GARCIARENA CD; ENNIS IL; PORTIANSKY EL; CINGOLANI HE

Buenos Aires

Congreso; XXII Latin-American & I Ibero-American Congress of Physiological Sciences; 2006

Na+/H+ exchanger (NHE-1) inhibition was demonstrated to induce the regression of cardiac hypertrophy (CH) in several experimental models and to inhibit mitochondrial death pathway in “in-vitro” experiments. We investigated the effect of chronic treatment with the NHE-1 blocker cariporide on CH and apoptosis in the hypertensive hypertrophy of the SHR. One month of treatment of cariporide (3mg/kg/day) induced the regression of CH without significant changes in blood pressure. Left ventricular weight to body weight ratio was 3.00±0.06 and 2.44±0.07 for untreated and treated SHR, respectively (p < 0.05).
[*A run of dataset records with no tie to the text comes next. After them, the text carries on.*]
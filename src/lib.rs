//! Facade crate for the courier engine.
//!
//! This crate re-exports the core domain types and, behind the `solver-sat`
//! feature, the satisfiability-based Multiple Courier Problem solver.

#![forbid(unsafe_code)]

pub use courier_core::{
    Diagnostics, Instance, InstanceValidationError, Route, Solution, SolveError, SolveReport,
    SolveResponse, SolveStatus, Solver,
};

#[cfg(feature = "solver-sat")]
pub use courier_solver_sat::{CardinalityStrategy, SatSolver, SatSolverConfig};
impl Widths {
    /// Widths large enough that no feasible solution overflows.
    ///
    /// A tour enters every location at most once, so the sum over locations
    /// of the largest distance into that location bounds any tour length.
    ///
    /// # Errors
    ///
    /// Returns [`SolveError::WidthOverflow`] when that bound exceeds `u64`.
    pub fn for_instance(instance: &Instance) -> Result<Self, SolveError> {
        let locations = instance.items + 1;
        let tour_bound = (0..locations)
            .try_fold(0_u64, |total, to| {
                let inbound = (0..locations)
                    .map(|from| instance.distance(from, to))
                    .max()
                    .unwrap_or(0);
                total.checked_add(inbound)
            })
            .ok_or(SolveError::WidthOverflow {
                value: u64::MAX,
                width: 64,
            })?;
        Ok(Self {
            step: bits_for(instance.items.saturating_sub(1) as u64),
            distance: bits_for(tour_bound),
            weight: bits_for(instance.total_size()),
        })
    }
}

/// Literal handles of an encoded instance.
#[derive(Debug, Clone)]
pub struct McpModel {
    /// Widths the model was built with.
    pub widths: Widths,
    /// `assignment[c][i]`: courier `c` carries item `i`.
    pub assignment: Vec<Vec<Lit>>,
    /// `precedence[i][j]`: item `i` immediately precedes item `j`.
    pub precedence: Vec<Vec<Lit>>,
    /// Hops from the depot per item.
    pub steps: Vec<BitVec>,
    /// `first[i]`: item `i` has no predecessor.
    pub first: Vec<Lit>,
    /// `last[i]`: item `i` has no successor.
    pub last: Vec<Lit>,
    /// Objective bits, most significant first.
    pub max_distance: Vec<Lit>,
}

impl McpModel {
    fn allocate(session: &mut Session, instance: &Instance, widths: Widths) -> Self {
        let (couriers, items) = (instance.couriers, instance.items);
        let assignment: Vec<Vec<Lit>> = (0..couriers)
            .map(|courier| {
                (0..items)
                    .map(|item| session.lit(VarKey::Assignment { courier, item }))
                    .collect()
            })
            .collect();
        let precedence: Vec<Vec<Lit>> = (0..items)
            .map(|from| {
                (0..items)
                    .map(|to| session.lit(VarKey::Precedence { from, to }))
                    .collect()
            })
            .collect();
        let steps = (0..items)
            .map(|item| {
                BitVec::from_lits(
                    (0..widths.step)
                        .map(|bit| session.lit(VarKey::Step { item, bit }))
                        .collect::<Vec<_>>(),
                )
            })
            .collect();
        let max_distance = (0..widths.distance)
            .map(|bit| session.lit(VarKey::MaxDistance { bit }))
            .collect();
        let first = (0..items)
            .map(|item| {
                let predecessors = precedence
                    .iter()
                    .enumerate()
                    .filter(|(from, _)| *from != item)
                    .filter_map(|(_, row)| row.get(item))
                    .map(|lit| Bool::lit(*lit));
                session.reify(&Bool::not(Bool::or(predecessors)))
            })
            .collect();
        let last = precedence
            .iter()
            .enumerate()
            .map(|(item, row)| {
                let successors = row
                    .iter()
                    .enumerate()
                    .filter(|(to, _)| *to != item)
                    .map(|(_, lit)| Bool::lit(*lit));
                session.reify(&Bool::not(Bool::or(successors)))
            })
            .collect();
        Self {
            widths,
            assignment,
            precedence,
            steps,
            first,
            last,
            max_distance,
        }
    }

    /// The objective as a bit-vector.
    pub fn objective(&self) -> BitVec {
        BitVec::from_lits(self.max_distance.iter().copied())
    }

    /// Literal for "`from` immediately precedes `to`".
    fn precedes(&self, from: usize, to: usize) -> Option<Lit> {
        self.precedence.get(from)?.get(to).copied()
    }

    fn carried_by(&self, item: usize) -> Vec<Lit> {
        self.assignment
            .iter()
            .filter_map(|row| row.get(item).copied())
            .collect()
    }
}

/// Handles of one item used by the pairwise constraints.
struct ItemView<'m> {
    index: usize,
    step: &'m BitVec,
    increment: &'m BitVec,
    first: Lit,
}

/// Items other than `item`.
fn others(items: usize, item: usize) -> impl Iterator<Item = usize> {
    (0..items).filter(move |other| *other != item)
}

/// Stop the build with the elapsed time once the deadline has passed.
macro_rules! checkpoint {
    ($deadline:expr) => {
        if $deadline.expired() {
            return Ok(ControlFlow::Break($deadline.elapsed()));
        }
    };
}

/// Unwrap a complete sum or stop the build.
macro_rules! complete {
    ($progress:expr) => {
        match $progress {
            Progress::Complete(value) => value,
            Progress::Partial { elapsed, .. } => return Ok(ControlFlow::Break(elapsed)),
        }
    };
}

/// Encode `instance` into `session`.
///
/// The instance is validated before any variable is created. When the
/// session's build deadline passes at a checkpoint the model handles are
/// returned as [`Progress::Partial`]; the formula is then incomplete and must
/// not be solved.
///
/// # Errors
///
/// Returns [`SolveError::InvalidInstance`] for instances that fail
/// validation and [`SolveError::WidthOverflow`] when distances are too large
/// to encode.
pub fn build_model(
    session: &mut Session,
    instance: &Instance,
    options: &ModelOptions,
) -> Result<Progress<McpModel>, SolveError> {
    instance.validate()?;
    let widths = Widths::for_instance(instance)?;
    let model = McpModel::allocate(session, instance, widths);
    let deadline = session.deadline();
    let encoder = options.strategy.encoder();
    let mut builder = Builder {
        session: &mut *session,
        instance,
        model: &model,
        encoder,
        deadline,
        maxima: Vec::with_capacity(instance.couriers),
    };
    let outcome = builder.constrain(options)?;
    match outcome {
        ControlFlow::Continue(()) => {
            log::info!(
                "model built: {} couriers, {} items, widths step={} distance={} weight={}, {} variables, {} clauses",
                instance.couriers,
                instance.items,
                widths.step,
                widths.distance,
                widths.weight,
                session.variables(),
                session.clauses()
            );
            Ok(Progress::Complete(model))
        }
        ControlFlow::Break(elapsed) => {
            log::warn!(
                "model build stopped after {elapsed:?} with {} clauses",
                session.clauses()
            );
            Ok(Progress::Partial {
                value: model,
                elapsed,
            })
        }
    }
}

struct Builder<'a> {
    session: &'a mut Session,
    instance: &'a Instance,
    model: &'a McpModel,
    encoder: &'static dyn CardinalityEncoder,
    deadline: Deadline,
    maxima: Vec<Lit>,
}

type Flow = Result<ControlFlow<Duration>, SolveError>;
//! Errors reported by the `courier` binary.
//!
//! Configuration errors are held in an `Arc` so `CliError` stays within the
//! `clippy::result_large_err` threshold.

use std::io;
use std::sync::Arc;

use camino::Utf8PathBuf;
use courier_core::SolveError;
use thiserror::Error;

use crate::DatError;

/// Everything that can stop a `courier` invocation.
#[derive(Debug, Error)]
pub enum CliError {
    /// Clap rejected the command line.
    #[error(transparent)]
    ArgumentParsing(#[from] clap::Error),
    /// Merging flags, configuration files and environment failed.
    #[error("could not merge solver options: {0}")]
    Configuration(#[from] Arc<ortho_config::OrthoError>),
    /// No layer supplied a required option.
    #[error("no {field} given; pass it on the command line or set {env}")]
    MissingArgument {
        /// Option name.
        field: &'static str,
        /// Environment variable that can supply it.
        env: &'static str,
    },
    /// The instance path names nothing on disk.
    #[error("{field} {path:?} not found")]
    MissingSourceFile {
        /// Option name.
        field: &'static str,
        /// Path as given.
        path: Utf8PathBuf,
    },
    /// The instance path names a directory or other non-file entry.
    #[error("{field} {path:?} is not a regular file")]
    SourcePathNotFile {
        /// Option name.
        field: &'static str,
        /// Path as given.
        path: Utf8PathBuf,
    },
    /// Reading the metadata of the instance path failed.
    #[error("cannot stat {field} {path:?}: {source}")]
    InspectSourcePath {
        /// Option name.
        field: &'static str,
        /// Path as given.
        path: Utf8PathBuf,
        /// Underlying failure.
        #[source]
        source: io::Error,
    },
    /// Reading the instance file failed.
    #[error("cannot read instance {path:?}: {source}")]
    ReadInstance {
        /// Instance path.
        path: Utf8PathBuf,
        /// Underlying failure.
        #[source]
        source: io::Error,
    },
    /// The instance file is not a valid `.dat` document.
    #[error("{path:?} is not a valid instance: {source}")]
    ParseInstance {
        /// Instance path.
        path: Utf8PathBuf,
        /// What was wrong with it.
        #[source]
        source: DatError,
    },
    /// The solver rejected the instance.
    #[error("cannot solve instance: {source}")]
    Solve {
        /// Solver error.
        source: SolveError,
    },
    /// The report could not be encoded as JSON.
    #[error("cannot encode report as JSON: {0}")]
    SerialiseSolveReport(#[source] serde_json::Error),
    /// Standard output rejected the report.
    #[error("cannot write report: {0}")]
    WriteSolveOutput(#[source] io::Error),
}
While a significant decrease in cardiomyocyte cross sectional area was achieved after one month of treatment (468±20 vs. 285±9 µm2, untreated and cariporide-treated SHR respectively; p < 0.05), left ventricle collagen volume fraction persisted almost the same (10.07±2.42 in untreated SHR and 8.93±1.26 % after one month of cariporide treatment; NS). The expression of Bcl-2 and Bax was assessed by Western blot analysis in the left ventricle of untreated and one month treated SHR. Chronic treatment with cariporide induced downregulation of Bcl-2 and upregulation of Bax in the left ventricular myocardium of the SHR. Therefore, the Bcl-2/Bax ratio increased (0.323±0.031 vs. 0.601±0.06, untreated and cariporide-treated SHR respectively; p < 0.05).